Projects Funded for Jeffrey Hadachek
2021-2022
Droughts and Access to Safe Drinking Water in the San Joaquin Valley
Katrina Jessoe, Jeffrey Hadachek, and Richard Sexton
Abstract
Specific Objectives of the Project:
The objective of this proposal is to isolate the effect of droughts and heat on access to drinking water and drinking water quality in rural agricultural communities in the San Joaquin Valley.
Summary of Results:
A first preliminary result indicates that farmers are responding to heat and surface water scarcity through the construction of groundwater wells.
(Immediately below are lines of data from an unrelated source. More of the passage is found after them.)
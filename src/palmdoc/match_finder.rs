// Match-finder tables for the PalmDOC compressor.
//
// Two flat arrays, both scratch space owned by a single compress call:
//   - **Head table** (`heads`): hash of 3 bytes -> most recent position with
//     that hash.  Stored as `pos | 0x8000` so that 0 means "empty".
//   - **Distance ring** (`next_distances`): `pos & 0x7FF` -> distance back to
//     the previous position sharing the hash of `pos`.
//
// Distances live in `1..=0x800`; 0x800 is one past the largest encodable
// distance and marks the end of a chain.

use super::{CHAIN_SIZE, HASH_SIZE, MAX_DISTANCE};

/// Marker bit distinguishing a stored position from an empty bucket.
const OCCUPIED: u16 = 0x8000;

/// Chain terminator: first distance that cannot be encoded.
pub const NO_MATCH: u16 = MAX_DISTANCE as u16 + 1;

/// Hash of the three bytes at a window position (12 bits).
#[inline(always)]
pub fn hash3(s0: u8, s1: u8, s2: u8) -> usize {
    let (s0, s1, s2) = (s0 as u32, s1 as u32, s2 as u32);
    (((s0 << 8) ^ (s1 << 4) ^ s2 ^ (s0 >> 4)) & (HASH_SIZE as u32 - 1)) as usize
}

/// Head table plus distance ring.
pub struct MatchFinder {
    heads: Box<[u16; HASH_SIZE]>,
    next_distances: Box<[u16; CHAIN_SIZE]>,
}

impl MatchFinder {
    pub fn new() -> Self {
        Self {
            heads: Box::new([0; HASH_SIZE]),
            next_distances: Box::new([0; CHAIN_SIZE]),
        }
    }

    /// Record `pos` as the newest position for the hash of `(s0, s1, s2)`
    /// and return the distance back to the previous one (or [`NO_MATCH`]).
    ///
    /// Positions are stored modulo 0x8000; since the distance is reduced
    /// modulo 0x800 afterwards, the truncation never changes the result for
    /// predecessors within range.  Stale predecessors yield some distance in
    /// range whose bytes are verified by the caller anyway.
    #[inline(always)]
    pub fn swap_head(&mut self, s0: u8, s1: u8, s2: u8, pos: usize) -> u16 {
        let bucket = hash3(s0, s1, s2);
        let old = self.heads[bucket];
        self.heads[bucket] = (pos as u16) | OCCUPIED;
        distance_to(pos, old)
    }

    /// Store the chain link for `pos`.
    #[inline(always)]
    pub fn link(&mut self, pos: usize, distance: u16) {
        self.next_distances[pos & (CHAIN_SIZE - 1)] = distance;
    }

    /// Distance from the candidate at `pos` to the next older candidate.
    #[inline(always)]
    pub fn next_distance(&self, pos: usize) -> u16 {
        self.next_distances[pos & (CHAIN_SIZE - 1)]
    }
}

impl Default for MatchFinder {
    fn default() -> Self {
        Self::new()
    }
}

/// Distance from `pos` back to a stored head, reduced into `1..=0x800`.
#[inline(always)]
fn distance_to(pos: usize, stored: u16) -> u16 {
    if stored & OCCUPIED == 0 {
        return NO_MATCH;
    }
    let raw = (pos as u32).wrapping_sub(stored as u32);
    ((raw.wrapping_sub(1) & MAX_DISTANCE as u32) + 1) as u16
}

// ---------------------------------------------------------------------------
// Tests
// ---------------------------------------------------------------------------
#![no_main]
use libfuzzer_sys::fuzz_target;

fuzz_target!(|data: &[u8]| {
    mobitext::huffdic::fuzz_decode(data);
});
We estimate that for each acre foot (AF) of reduced surface water allocations for agriculture, the annual rate of agricultural well construction increases by 46%. Using an approximated cost of $75,000 to construct an agricultural well, this translates to a back-of-the-envelope $37 million dollars invested annually in extensive-margin adaptation behavior by California farmers. Our finding that extreme heat will increase groundwater extraction brings a new data point to our understanding of how climate change will influence water resources. Our results highlight that even if water supplies remain unchanged, warmer temperatures will increase demand for groundwater, with an additional harmful degree day increasing well construction by 1.2%.
A second set of preliminary results indicates that extreme heat and reductions in agricultural surface water supplies lower the depth to the groundwater table. A 1-AF of reduced agricultural surface water allocation to every California cropland acre, lowers local groundwater levels by an additional 4 feet. An additional harmful degree day reduces groundwater levels by 0.5 inches. Declining water tables suggest that the costs of climate change may be larger in the long-run if farmers cannot avail themselves on groundwater resources.
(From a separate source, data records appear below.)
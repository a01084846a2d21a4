// Text codec engine: dispatches a record to the codec named by the book.
//
// The compression method is recorded once per book by the container; the
// caller passes it in, together with the HUFF/CDIC decoder when the book
// uses one.  Nothing here chooses a method.

use crate::huffdic::{self, HuffDicDecoder};
use crate::palmdoc;
use crate::record::{self, RecordError, TextTrailers};

// ---------------------------------------------------------------------------
// Compression method
// ---------------------------------------------------------------------------

/// Text compression method identifiers as stored in the book header.
#[derive(Debug, Clone, Copy, PartialEq, Eq, Hash)]
#[repr(u16)]
pub enum CompressionMethod {
    Uncompressed = 1,
    /// PalmDOC LZ77 + byte pairs.
    PalmDoc = 2,
    /// Huffman with dictionary ("DH").
    HuffDic = 17480,
}

impl TryFrom<u16> for CompressionMethod {
    type Error = EngineError;

    fn try_from(value: u16) -> Result<Self, Self::Error> {
        match value {
            1 => Ok(Self::Uncompressed),
            2 => Ok(Self::PalmDoc),
            17480 => Ok(Self::HuffDic),
            other => Err(EngineError::UnknownMethod(other)),
        }
    }
}

impl From<CompressionMethod> for u16 {
    fn from(method: CompressionMethod) -> Self {
        method as u16
    }
}

// ---------------------------------------------------------------------------
// Errors
// ---------------------------------------------------------------------------

#[derive(Debug, thiserror::Error)]
pub enum EngineError {
    #[error("unknown text compression method {0:#06X}")]
    UnknownMethod(u16),

    #[error("HUFF/CDIC compressed text needs a dictionary decoder")]
    MissingDictionary,

    #[error("{0:?} encoding is not supported")]
    Unsupported(CompressionMethod),

    #[error("uncompressed text of {len} bytes exceeds capacity {capacity}")]
    TooLarge { len: usize, capacity: usize },

    #[error("PalmDOC: {0}")]
    PalmDoc(#[from] palmdoc::DecodeError),

    #[error("HUFF/CDIC: {0}")]
    HuffDic(#[from] huffdic::DecodeError),

    #[error(transparent)]
    Record(#[from] RecordError),
}

// ---------------------------------------------------------------------------
// Dispatch
// ---------------------------------------------------------------------------

/// Decode compressed text (trailers already removed) into at most
/// `capacity` bytes.
pub fn decode_text(
    method: CompressionMethod,
    data: &[u8],
    huffdic: Option<&HuffDicDecoder>,
    capacity: usize,
) -> Result<Vec<u8>, EngineError> {
    match method {
        CompressionMethod::Uncompressed => {
            if data.len() > capacity {
                return Err(EngineError::TooLarge {
                    len: data.len(),
                    capacity,
                });
            }
            Ok(data.to_vec())
        }
        CompressionMethod::PalmDoc => Ok(palmdoc::decompress_to_vec(data, capacity)?),
        CompressionMethod::HuffDic => {
            let decoder = huffdic.ok_or(EngineError::MissingDictionary)?;
            Ok(decoder.decompress_to_vec(data, capacity)?)
        }
    }
}

/// Strip the trailing entries from a text record, then decode it.
pub fn decode_record(
    method: CompressionMethod,
    record: &[u8],
    trailers: TextTrailers,
    huffdic: Option<&HuffDicDecoder>,
    capacity: usize,
) -> Result<Vec<u8>, EngineError> {
    let (len, _) = record::text_length(record, trailers)?;
    decode_text(method, &record[..len], huffdic, capacity)
}

/// Encode text with `method`.  HUFF/CDIC encoding is not available.
pub fn encode_text(method: CompressionMethod, text: &[u8]) -> Result<Vec<u8>, EngineError> {
    match method {
        CompressionMethod::Uncompressed => Ok(text.to_vec()),
        CompressionMethod::PalmDoc => Ok(palmdoc::compress_to_vec(text)),
        CompressionMethod::HuffDic => Err(EngineError::Unsupported(method)),
    }
}

// ---------------------------------------------------------------------------
// Tests
// ---------------------------------------------------------------------------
Extreme heat and surface water scarcity also lead to domestic well failures, with a 1 AF decrease in surface water supplies and an extra HDD increasing failures by 5 and 0.2 percentage points, respectively. These results are consistent with a theoretical framework and computational hydrology model in which increased groundwater consumption among agricultural users comes at the cost of drinking water supplies through the channel of a declining water table.